In the listing that follows, copy out each line that includes the word "shutdown".
------ Source information
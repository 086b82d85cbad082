//! Data-plane layer.
//!
//! Owns the WebSocket transport peer: the shutdown signal, the bounded outbound
//! queue and its backpressure policy, the shared write half, and the inbound and
//! outbound pumps that move frames between the socket and the peer's queues.
//!
//! ```
//! use tokio::io::duplex;
//! use wamp_broker::{
//!     Message, Peer, PeerConfig, Sender, Serialization, Unsubscribed, WebSocketPeer,
//! };
//!
//! # tokio::runtime::Runtime::new().unwrap().block_on(async {
//! let (client_io, server_io) = duplex(64 * 1024);
//!
//! let (server, client) = tokio::join!(
//!     WebSocketPeer::accept(server_io, PeerConfig::default()),
//!     WebSocketPeer::dial_stream(
//!         "ws://localhost/ws",
//!         client_io,
//!         Serialization::Json,
//!         PeerConfig::default(),
//!     ),
//! );
//! let (server, client) = (server.unwrap(), client.unwrap());
//!
//! client
//!     .send(Message::Unsubscribed(Unsubscribed { request: 7 }))
//!     .await
//!     .unwrap();
//! assert_eq!(
//!     server.receive().await,
//!     Some(Message::Unsubscribed(Unsubscribed { request: 7 }))
//! );
//!
//! client.close().await.unwrap();
//! assert_eq!(server.receive().await, None);
//! # });
//! ```

pub(crate) mod connection;
pub(crate) mod inbound_pump;
pub(crate) mod outbound_pump;
pub(crate) mod outbound_queue;
pub(crate) mod shutdown;
#[cfg(test)]
pub(crate) mod test_sinks;
pub(crate) mod websocket_peer;
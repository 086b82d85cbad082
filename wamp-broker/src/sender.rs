/********************************************************************************
 * Copyright (c) 2024 Contributors to the Eclipse Foundation
 *
 * See the NOTICE file(s) distributed with this work for additional
 * information regarding copyright ownership.
 *
 * This program and the accompanying materials are made available under the
 * terms of the Apache License Version 2.0 which is available at
 * https://www.apache.org/licenses/LICENSE-2.0
 *
 * SPDX-License-Identifier: Apache-2.0
 ********************************************************************************/

use crate::error::PeerError;
use crate::message::Message;
use async_trait::async_trait;
use std::sync::Arc;

///
/// [`Sender`] is the only delivery mechanism the broker uses to reach a participant.
///
/// Implementations either never block for long or document when they do; the broker
/// never inspects transport internals behind this call.
///
/// # Examples
///
/// ```
/// use std::sync::Arc;
/// use async_trait::async_trait;
/// use tokio::sync::Mutex;
/// use wamp_broker::{Message, PeerError, Sender, SenderRef};
///
/// #[derive(Default)]
/// struct Inbox {
///     messages: Mutex<Vec<Message>>,
/// }
///
/// #[async_trait]
/// impl Sender for Inbox {
///     async fn send(&self, message: Message) -> Result<(), PeerError> {
///         self.messages.lock().await.push(message);
///         Ok(())
///     }
/// }
///
/// let inbox: SenderRef = Arc::new(Inbox::default());
/// ```
#[async_trait]
pub trait Sender: Send + Sync {
    async fn send(&self, message: Message) -> Result<(), PeerError>;
}

/// One live connection to a remote participant.
#[async_trait]
pub trait Peer: Sender {
    /// Returns the next inbound message, or `None` once the connection has ended.
    async fn receive(&self) -> Option<Message>;

    /// Shuts the connection down. Calls after the first one are no-ops.
    async fn close(&self) -> Result<(), PeerError>;
}

/// Shared handle to a participant. Identity is the shared allocation, not its value.
pub type SenderRef = Arc<dyn Sender>;
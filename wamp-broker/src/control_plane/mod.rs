//! Control-plane layer.
//!
//! Owns the subscription indices and the sender identity model. This layer is
//! responsible for keeping topic routes, topic options, and the reverse lookup in
//! step, and for pruning topics once their last subscriber leaves.
//!
//! ```
//! use std::sync::Arc;
//! use async_trait::async_trait;
//! use wamp_broker::{
//!     Broker, DefaultBroker, Dict, Message, PeerError, Sender, SenderRef, Subscribe,
//!     Unsubscribe, Uri,
//! };
//!
//! # struct Discard;
//! #
//! # #[async_trait]
//! # impl Sender for Discard {
//! #     async fn send(&self, _message: Message) -> Result<(), PeerError> {
//! #         Ok(())
//! #     }
//! # }
//! #
//! # tokio::runtime::Runtime::new().unwrap().block_on(async {
//! let broker = DefaultBroker::new();
//! let subscriber: SenderRef = Arc::new(Discard);
//!
//! let subscription = broker
//!     .subscribe(
//!         &subscriber,
//!         Subscribe {
//!             request: 1,
//!             options: Dict::new(),
//!             topic: Uri::from("com.example.topic"),
//!         },
//!     )
//!     .await;
//! assert_eq!(broker.topic_count().await, 1);
//!
//! broker
//!     .unsubscribe(&subscriber, Unsubscribe { request: 2, subscription })
//!     .await
//!     .unwrap();
//! // The topic is pruned with its last subscription.
//! assert_eq!(broker.topic_count().await, 0);
//! # });
//! ```

pub(crate) mod peer_identity;
pub(crate) mod subscription_table;
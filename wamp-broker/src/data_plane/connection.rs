/********************************************************************************
 * Copyright (c) 2024 Contributors to the Eclipse Foundation
 *
 * See the NOTICE file(s) distributed with this work for additional
 * information regarding copyright ownership.
 *
 * This program and the accompanying materials are made available under the
 * terms of the Apache License Version 2.0 which is available at
 * https://www.apache.org/licenses/LICENSE-2.0
 *
 * SPDX-License-Identifier: Apache-2.0
 ********************************************************************************/

//! Shared write half of one WebSocket connection.
//!
//! The outbound pump and `close()` both write through [`Connection`]; the mutex
//! keeps exactly one writer on the transport at a time.

use crate::data_plane::shutdown::ShutdownSignal;
use crate::error::PeerError;
use crate::observability::events;
use crate::observability::fields::PeerContext;
use futures::{Sink, SinkExt};
use std::time::Duration;
use tokio::sync::Mutex;
use tokio::time::timeout;
use tokio_tungstenite::tungstenite::error::ProtocolError as WsProtocolError;
use tokio_tungstenite::tungstenite::protocol::frame::coding::CloseCode;
use tokio_tungstenite::tungstenite::protocol::CloseFrame;
use tokio_tungstenite::tungstenite::{Error as WsError, Message as WsMessage};
use tracing::{debug, info, warn};

const COMPONENT: &str = "connection";
const CLOSE_REASON: &str = "goodbye";

/// Returns `true` for transport errors that only mean the connection is already gone.
pub(crate) fn is_closed_error(err: &WsError) -> bool {
    matches!(
        err,
        WsError::ConnectionClosed
            | WsError::AlreadyClosed
            | WsError::Protocol(WsProtocolError::SendAfterClosing)
    )
}

pub(crate) struct Connection<W> {
    writer: Mutex<W>,
    shutdown: ShutdownSignal,
    context: PeerContext,
    close_timeout: Duration,
}

impl<W> Connection<W>
where
    W: Sink<WsMessage, Error = WsError> + Unpin + Send,
{
    pub(crate) fn new(
        writer: W,
        shutdown: ShutdownSignal,
        context: PeerContext,
        close_timeout: Duration,
    ) -> Self {
        Self {
            writer: Mutex::new(writer),
            shutdown,
            context,
            close_timeout,
        }
    }

    pub(crate) fn shutdown(&self) -> &ShutdownSignal {
        &self.shutdown
    }

    pub(crate) fn context(&self) -> &PeerContext {
        &self.context
    }

    /// Writes and flushes exactly one frame.
    pub(crate) async fn write(&self, frame: WsMessage) -> Result<(), WsError> {
        let mut writer = self.writer.lock().await;
        writer.send(frame).await
    }

    /// Best-effort normal-closure frame, bounded by the close deadline.
    pub(crate) async fn write_close_frame(&self) {
        let frame = WsMessage::Close(Some(CloseFrame {
            code: CloseCode::Normal,
            reason: CLOSE_REASON.into(),
        }));

        match timeout(self.close_timeout, self.write(frame)).await {
            Ok(Ok(())) => {}
            Ok(Err(err)) if is_closed_error(&err) => {
                debug!(
                    event = events::PEER_CLOSE_FRAME_FAILED,
                    component = COMPONENT,
                    peer_id = self.context.peer_id.as_str(),
                    role = %self.context.role,
                    err = %err,
                    "connection already closed; close frame skipped"
                );
            }
            Ok(Err(err)) => {
                warn!(
                    event = events::PEER_CLOSE_FRAME_FAILED,
                    component = COMPONENT,
                    peer_id = self.context.peer_id.as_str(),
                    role = %self.context.role,
                    err = %err,
                    "error sending close frame"
                );
            }
            Err(_) => {
                warn!(
                    event = events::PEER_CLOSE_FRAME_FAILED,
                    component = COMPONENT,
                    peer_id = self.context.peer_id.as_str(),
                    role = %self.context.role,
                    timeout_ms = self.close_timeout.as_millis() as u64,
                    "timed out sending close frame"
                );
            }
        }
    }

    /// Fires shutdown and closes the write half.
    ///
    /// Transport conditions meaning "already closed" count as success.
    pub(crate) async fn teardown(&self) -> Result<(), PeerError> {
        self.shutdown.fire();

        let closed = timeout(self.close_timeout, async {
            let mut writer = self.writer.lock().await;
            writer.close().await
        })
        .await;

        let result = match closed {
            Ok(Ok(())) => Ok(()),
            Ok(Err(err)) if is_closed_error(&err) => Ok(()),
            Ok(Err(err)) => Err(PeerError::Transport(err)),
            Err(_) => Err(PeerError::TeardownTimeout),
        };

        match &result {
            Ok(()) => info!(
                event = events::PEER_TEARDOWN_OK,
                component = COMPONENT,
                peer_id = self.context.peer_id.as_str(),
                role = %self.context.role,
                "connection torn down"
            ),
            Err(err) => warn!(
                event = events::PEER_TEARDOWN_FAILED,
                component = COMPONENT,
                peer_id = self.context.peer_id.as_str(),
                role = %self.context.role,
                err = %err,
                "connection teardown failed"
            ),
        }

        result
    }
}
//! Frame sinks standing in for a WebSocket write half in unit tests.

use futures::channel::mpsc;
use futures::{Sink, SinkExt};
use std::io;
use std::pin::Pin;
use std::task::{Context, Poll};
use tokio_tungstenite::tungstenite::{Error as WsError, Message as WsMessage};

/// Sink that forwards every frame to the returned receiver.
pub(crate) fn recording_sink() -> (
    impl Sink<WsMessage, Error = WsError> + Unpin + Send + 'static,
    mpsc::UnboundedReceiver<WsMessage>,
) {
    let (sender, receiver) = mpsc::unbounded();
    let sink = sender.sink_map_err(|_| WsError::ConnectionClosed);
    (sink, receiver)
}

/// Sink whose every operation fails with an I/O error.
pub(crate) struct BrokenSink;

fn broken_pipe() -> WsError {
    WsError::Io(io::Error::new(io::ErrorKind::BrokenPipe, "broken pipe"))
}

impl Sink<WsMessage> for BrokenSink {
    type Error = WsError;

    fn poll_ready(self: Pin<&mut Self>, _cx: &mut Context<'_>) -> Poll<Result<(), WsError>> {
        Poll::Ready(Ok(()))
    }

    fn start_send(self: Pin<&mut Self>, _item: WsMessage) -> Result<(), WsError> {
        Err(broken_pipe())
    }

    fn poll_flush(self: Pin<&mut Self>, _cx: &mut Context<'_>) -> Poll<Result<(), WsError>> {
        Poll::Ready(Err(broken_pipe()))
    }

    fn poll_close(self: Pin<&mut Self>, _cx: &mut Context<'_>) -> Poll<Result<(), WsError>> {
        Poll::Ready(Err(broken_pipe()))
    }
}

/// Sink that never makes progress.
pub(crate) struct StalledSink;

impl Sink<WsMessage> for StalledSink {
    type Error = WsError;

    fn poll_ready(self: Pin<&mut Self>, _cx: &mut Context<'_>) -> Poll<Result<(), WsError>> {
        Poll::Pending
    }

    fn start_send(self: Pin<&mut Self>, _item: WsMessage) -> Result<(), WsError> {
        Ok(())
    }

    fn poll_flush(self: Pin<&mut Self>, _cx: &mut Context<'_>) -> Poll<Result<(), WsError>> {
        Poll::Pending
    }

    fn poll_close(self: Pin<&mut Self>, _cx: &mut Context<'_>) -> Poll<Result<(), WsError>> {
        Poll::Pending
    }
}
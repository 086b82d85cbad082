//! Sender identity used for publisher self-exclusion.

use crate::sender::SenderRef;
use std::sync::Arc;

/// Returns `true` when both handles point at the same participant.
///
/// Only the data pointer is compared; two handles to the same allocation are equal
/// even if they were coerced through different vtables.
pub fn is_same_sender(left: &SenderRef, right: &SenderRef) -> bool {
    std::ptr::eq(
        Arc::as_ptr(left) as *const (),
        Arc::as_ptr(right) as *const (),
    )
}
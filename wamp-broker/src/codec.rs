/********************************************************************************
 * Copyright (c) 2024 Contributors to the Eclipse Foundation
 *
 * See the NOTICE file(s) distributed with this work for additional
 * information regarding copyright ownership.
 *
 * This program and the accompanying materials are made available under the
 * terms of the Apache License Version 2.0 which is available at
 * https://www.apache.org/licenses/LICENSE-2.0
 *
 * SPDX-License-Identifier: Apache-2.0
 ********************************************************************************/

//! Message codecs and the serialization/frame-type pairing used by transport peers.

use crate::error::CodecError;
use crate::message::Message;
use serde::{Deserialize, Serialize};
use std::fmt::{Display, Formatter};
use std::sync::Arc;

pub const JSON_SUBPROTOCOL: &str = "wamp.2.json";
pub const MSGPACK_SUBPROTOCOL: &str = "wamp.2.msgpack";

/// Converts protocol messages to and from one byte payload.
pub trait Serializer: Send + Sync {
    fn serialize(&self, message: &Message) -> Result<Vec<u8>, CodecError>;
    fn deserialize(&self, payload: &[u8]) -> Result<Message, CodecError>;
}

#[derive(Clone, Copy, Debug, Default)]
pub struct JsonSerializer;

impl Serializer for JsonSerializer {
    fn serialize(&self, message: &Message) -> Result<Vec<u8>, CodecError> {
        Ok(serde_json::to_vec(message)?)
    }

    fn deserialize(&self, payload: &[u8]) -> Result<Message, CodecError> {
        Ok(serde_json::from_slice(payload)?)
    }
}

#[derive(Clone, Copy, Debug, Default)]
pub struct MessagePackSerializer;

impl Serializer for MessagePackSerializer {
    fn serialize(&self, message: &Message) -> Result<Vec<u8>, CodecError> {
        Ok(rmp_serde::to_vec(message)?)
    }

    fn deserialize(&self, payload: &[u8]) -> Result<Message, CodecError> {
        Ok(rmp_serde::from_slice(payload)?)
    }
}

/// WebSocket frame kind a serializer's payloads travel in.
#[derive(Clone, Copy, Debug, Eq, PartialEq)]
pub enum PayloadType {
    Text,
    Binary,
}

#[derive(Clone, Copy, Debug, Default, Eq, Hash, PartialEq, Deserialize, Serialize)]
#[serde(rename_all = "snake_case")]
pub enum Serialization {
    #[default]
    Json,
    MessagePack,
}

impl Serialization {
    pub const ALL: [Serialization; 2] = [Serialization::Json, Serialization::MessagePack];

    pub fn subprotocol(self) -> &'static str {
        match self {
            Serialization::Json => JSON_SUBPROTOCOL,
            Serialization::MessagePack => MSGPACK_SUBPROTOCOL,
        }
    }

    pub fn from_subprotocol(subprotocol: &str) -> Option<Self> {
        Self::ALL
            .into_iter()
            .find(|serialization| serialization.subprotocol() == subprotocol.trim())
    }

    pub fn payload_type(self) -> PayloadType {
        match self {
            Serialization::Json => PayloadType::Text,
            Serialization::MessagePack => PayloadType::Binary,
        }
    }

    pub fn serializer(self) -> Arc<dyn Serializer> {
        match self {
            Serialization::Json => Arc::new(JsonSerializer),
            Serialization::MessagePack => Arc::new(MessagePackSerializer),
        }
    }
}

impl Display for Serialization {
    fn fmt(&self, f: &mut Formatter<'_>) -> std::fmt::Result {
        f.write_str(self.subprotocol())
    }
}

#[cfg(test)]
mod tests {
    use super::*;
    use crate::message::{Dict, Event, Subscribe, Uri};
    use serde_json::json;

    fn sample_event() -> Message {
        let mut arguments_kw = Dict::new();
        arguments_kw.insert("unit".to_string(), json!("celsius"));
        Message::Event(Event {
            subscription: 41,
            publication: 42,
            details: Dict::new(),
            arguments: vec![json!(1), json!("two"), json!({"three": 3})],
            arguments_kw,
        })
    }

    #[test]
    fn json_payload_is_the_positional_array() {
        let message = Message::Subscribe(Subscribe {
            request: 1,
            options: Dict::new(),
            topic: Uri::from("com.example.a"),
        });

        let payload = JsonSerializer.serialize(&message).expect("should encode");

        assert_eq!(
            String::from_utf8(payload).expect("json is utf-8"),
            r#"[32,1,{},"com.example.a"]"#
        );
    }

    #[test]
    fn msgpack_carries_nested_arguments() {
        let message = sample_event();

        let payload = MessagePackSerializer
            .serialize(&message)
            .expect("should encode");
        let decoded = MessagePackSerializer
            .deserialize(&payload)
            .expect("should decode");

        assert_eq!(decoded, message);
    }

    #[test]
    fn json_rejects_garbage_payload() {
        assert!(JsonSerializer.deserialize(b"not a message").is_err());
    }

    #[test]
    fn serialization_pairs_subprotocol_with_frame_type() {
        assert_eq!(Serialization::Json.payload_type(), PayloadType::Text);
        assert_eq!(
            Serialization::MessagePack.payload_type(),
            PayloadType::Binary
        );
        assert_eq!(
            Serialization::from_subprotocol(" wamp.2.msgpack"),
            Some(Serialization::MessagePack)
        );
        assert_eq!(Serialization::from_subprotocol("wamp.2.cbor"), None);
    }
}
------------
§ **Exercise answer**
//! Owns the WebSocket transport peer: the shutdown signal, the bounded outbound
pub(crate) mod shutdown;
use crate::data_plane::shutdown::ShutdownSignal;
    shutdown: ShutdownSignal,
        shutdown: ShutdownSignal,
            shutdown,
    pub(crate) fn shutdown(&self) -> &ShutdownSignal {
        &self.shutdown
    /// Fires shutdown and closes the write half.
        self.shutdown.fire();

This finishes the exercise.